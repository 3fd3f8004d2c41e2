//! Storefront - cart, pricing and checkout over JSON/HTTP.
//!
//! This binary serves the cart and order API on port 3000.
//!
//! # Backends
//!
//! - With `STOREFRONT_DATABASE_URL` set: `PostgreSQL` for the catalog, user
//!   carts, orders and sessions.
//! - Without it (development mode): everything in memory, optionally seeded
//!   from `STOREFRONT_SEED_FILE`.
//!
//! Guest carts live in memory in both modes.

#![cfg_attr(not(test), forbid(unsafe_code))]

use std::sync::Arc;

use sentry::integrations::tracing as sentry_tracing;
use tower_sessions::MemoryStore;
use tower_sessions_sqlx_store::PostgresStore;
use tracing_subscriber::{layer::SubscriberExt, util::SubscriberInitExt};

use storefront::config::StorefrontConfig;
use storefront::db::{self, MemoryCatalog};
use storefront::routes;
use storefront::seed::CatalogSeed;
use storefront::state::{AppState, Stores};

/// Initialize Sentry error tracking and return guard that must be kept alive.
fn init_sentry(config: &StorefrontConfig) -> Option<sentry::ClientInitGuard> {
    let dsn = config.sentry_dsn.as_ref()?;

    let guard = sentry::init((
        dsn.as_str(),
        sentry::ClientOptions {
            release: sentry::release_name!(),
            environment: config
                .sentry_environment
                .clone()
                .map(std::borrow::Cow::Owned),
            sample_rate: config.sentry_sample_rate,
            traces_sample_rate: config.sentry_traces_sample_rate,
            attach_stacktrace: true,
            ..Default::default()
        },
    ));

    tracing::info!("Sentry initialized");
    Some(guard)
}

/// Filter tracing events to Sentry event types.
fn sentry_event_filter(metadata: &tracing::Metadata<'_>) -> sentry_tracing::EventFilter {
    match *metadata.level() {
        tracing::Level::ERROR | tracing::Level::WARN => sentry_tracing::EventFilter::Event,
        tracing::Level::INFO | tracing::Level::DEBUG => sentry_tracing::EventFilter::Breadcrumb,
        _ => sentry_tracing::EventFilter::Ignore,
    }
}

/// Build the in-memory catalog for development mode.
async fn memory_catalog(config: &StorefrontConfig) -> MemoryCatalog {
    let Some(path) = &config.seed_file else {
        tracing::warn!("No STOREFRONT_SEED_FILE set; the catalog is empty");
        return MemoryCatalog::new();
    };

    let seed = CatalogSeed::load(path)
        .await
        .expect("Failed to load catalog seed");

    tracing::info!(
        products = seed.products.len(),
        promotions = seed.promotions.len(),
        "Catalog seeded in memory"
    );
    MemoryCatalog::from_seed(seed)
}

#[tokio::main]
async fn main() {
    // Load configuration from environment (needed for Sentry init)
    let config = StorefrontConfig::from_env().expect("Failed to load configuration");

    // Initialize Sentry (must be done before tracing subscriber)
    let _sentry_guard = init_sentry(&config);

    // Defaults to info level for our crate if RUST_LOG is not set
    let env_filter = tracing_subscriber::EnvFilter::try_from_default_env()
        .unwrap_or_else(|_| "storefront=info,tower_http=debug".into());

    tracing_subscriber::registry()
        .with(env_filter)
        .with(tracing_subscriber::fmt::layer())
        .with(sentry_tracing::layer().event_filter(sentry_event_filter))
        .init();

    // NOTE: Migrations are NOT run automatically on startup.
    // Run them explicitly via: cargo run -p storefront-cli -- migrate
    let app = if let Some(database_url) = config.database_url.clone() {
        let pool = db::create_pool(&database_url)
            .await
            .expect("Failed to create database pool");
        tracing::info!("Database pool created");

        let session_store = PostgresStore::new(pool.clone());
        let state = AppState::new(config.clone(), Stores::postgres(pool));
        routes::app(state, session_store)
    } else {
        tracing::warn!("No database configured; running on the in-memory backend");
        let catalog = Arc::new(memory_catalog(&config).await);
        let state = AppState::new(config.clone(), Stores::in_memory(catalog));
        routes::app(state, MemoryStore::default())
    };

    // Sentry layers (outermost for full request coverage)
    let app = app
        .layer(sentry_tower::NewSentryLayer::new_from_top())
        .layer(sentry_tower::SentryHttpLayer::new().enable_transaction());

    let addr = config.socket_addr();
    tracing::info!("storefront listening on {}", addr);

    let listener = tokio::net::TcpListener::bind(addr)
        .await
        .expect("Failed to bind to address");

    axum::serve(listener, app)
        .with_graceful_shutdown(shutdown_signal())
        .await
        .expect("Server error");
}

/// Wait for shutdown signal (Ctrl+C or SIGTERM).
async fn shutdown_signal() {
    let ctrl_c = async {
        tokio::signal::ctrl_c()
            .await
            .expect("Failed to install Ctrl+C handler");
    };

    #[cfg(unix)]
    let terminate = async {
        tokio::signal::unix::signal(tokio::signal::unix::SignalKind::terminate())
            .expect("Failed to install signal handler")
            .recv()
            .await;
    };

    #[cfg(not(unix))]
    let terminate = std::future::pending::<()>();

    tokio::select! {
        () = ctrl_c => {},
        () = terminate => {},
    }

    tracing::info!("Shutdown signal received, starting graceful shutdown");
}
//! HTTP middleware stack for storefront.
//!
//! # Middleware Order (outermost first)
//!
//! 1. Sentry layers (hub per request, transactions)
//! 2. `TraceLayer` (request tracing)
//! 3. Request ID (add unique ID to each request)
//! 4. Session layer (tower-sessions)
//!
//! Identity is resolved per handler by the [`CurrentIdentity`] and
//! [`RequireUser`] extractors.

pub mod identity;
pub mod request_id;
pub mod session;

pub use identity::{CurrentIdentity, RequireUser, complete_login, complete_logout};
pub use request_id::request_id_middleware;
pub use session::create_session_layer;
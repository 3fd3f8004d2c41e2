//! Cart route handlers.
//!
//! Every handler works on the cart of the request's [`CurrentIdentity`]: the
//! signed-in user's persistent cart, or the session's guest cart.

use axum::{Json, extract::State};
use chrono::Utc;
use serde::{Deserialize, Serialize};
use tracing::instrument;

use storefront_core::{CartLineId, ProductId};

use crate::error::{AppJson, AppPath, Result};
use crate::middleware::CurrentIdentity;
use crate::models::{CartLineView, CartView};
use crate::state::AppState;

const fn default_quantity() -> i64 {
    1
}

/// Body of `POST /cart/items`.
#[derive(Debug, Deserialize)]
#[serde(rename_all = "camelCase")]
pub struct AddItemRequest {
    pub product_id: ProductId,
    #[serde(default = "default_quantity")]
    pub quantity: i64,
}

/// Body of `PUT /cart/items/{lineId}`.
#[derive(Debug, Deserialize)]
pub struct UpdateItemRequest {
    pub quantity: i64,
}

/// Response of `POST /cart/items`.
#[derive(Debug, Serialize)]
#[serde(rename_all = "camelCase")]
pub struct AddItemResponse {
    pub item: CartLineView,
    pub total_items: u32,
}

/// Response of `DELETE /cart/items/{lineId}`.
#[derive(Debug, Serialize)]
#[serde(rename_all = "camelCase")]
pub struct TotalItemsResponse {
    pub total_items: u32,
}

/// Response of `GET /cart/count`.
#[derive(Debug, Serialize)]
pub struct CountResponse {
    pub count: u32,
}

/// Show the cart, priced now.
#[instrument(skip(state))]
pub async fn show(
    State(state): State<AppState>,
    CurrentIdentity(owner): CurrentIdentity,
) -> Result<Json<CartView>> {
    Ok(Json(state.carts().view(&owner, Utc::now()).await?))
}

/// Add a product, or increment its existing line.
#[instrument(skip(state, body), fields(product_id = %body.product_id, quantity = body.quantity))]
pub async fn add(
    State(state): State<AppState>,
    CurrentIdentity(owner): CurrentIdentity,
    AppJson(body): AppJson<AddItemRequest>,
) -> Result<Json<AddItemResponse>> {
    let item = state
        .carts()
        .add_item(&owner, body.product_id, body.quantity, Utc::now())
        .await?;
    let total_items = state.carts().count(&owner).await?;
    Ok(Json(AddItemResponse { item, total_items }))
}

/// Replace a line's quantity.
#[instrument(skip(state, body))]
pub async fn update(
    State(state): State<AppState>,
    CurrentIdentity(owner): CurrentIdentity,
    AppPath(line_id): AppPath<CartLineId>,
    AppJson(body): AppJson<UpdateItemRequest>,
) -> Result<Json<CartLineView>> {
    let item = state
        .carts()
        .update_item(&owner, line_id, body.quantity, Utc::now())
        .await?;
    Ok(Json(item))
}

/// Remove a line. Removing a missing line is not an error.
#[instrument(skip(state))]
pub async fn remove(
    State(state): State<AppState>,
    CurrentIdentity(owner): CurrentIdentity,
    AppPath(line_id): AppPath<CartLineId>,
) -> Result<Json<TotalItemsResponse>> {
    state.carts().remove_item(&owner, line_id).await?;
    let total_items = state.carts().count(&owner).await?;
    Ok(Json(TotalItemsResponse { total_items }))
}

/// Empty the cart.
#[instrument(skip(state))]
pub async fn clear(
    State(state): State<AppState>,
    CurrentIdentity(owner): CurrentIdentity,
) -> Result<Json<CartView>> {
    state.carts().clear(&owner).await?;
    Ok(Json(CartView::empty(state.config().currency)))
}

/// Number of units in the cart.
pub async fn count(
    State(state): State<AppState>,
    CurrentIdentity(owner): CurrentIdentity,
) -> Result<Json<CountResponse>> {
    let count = state.carts().count(&owner).await?;
    Ok(Json(CountResponse { count }))
}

::::::::

REQUIRED WORK. In the listing, how many lines include the string "CatalogSeed"? State the number alone.

RESPONSE AREA. 2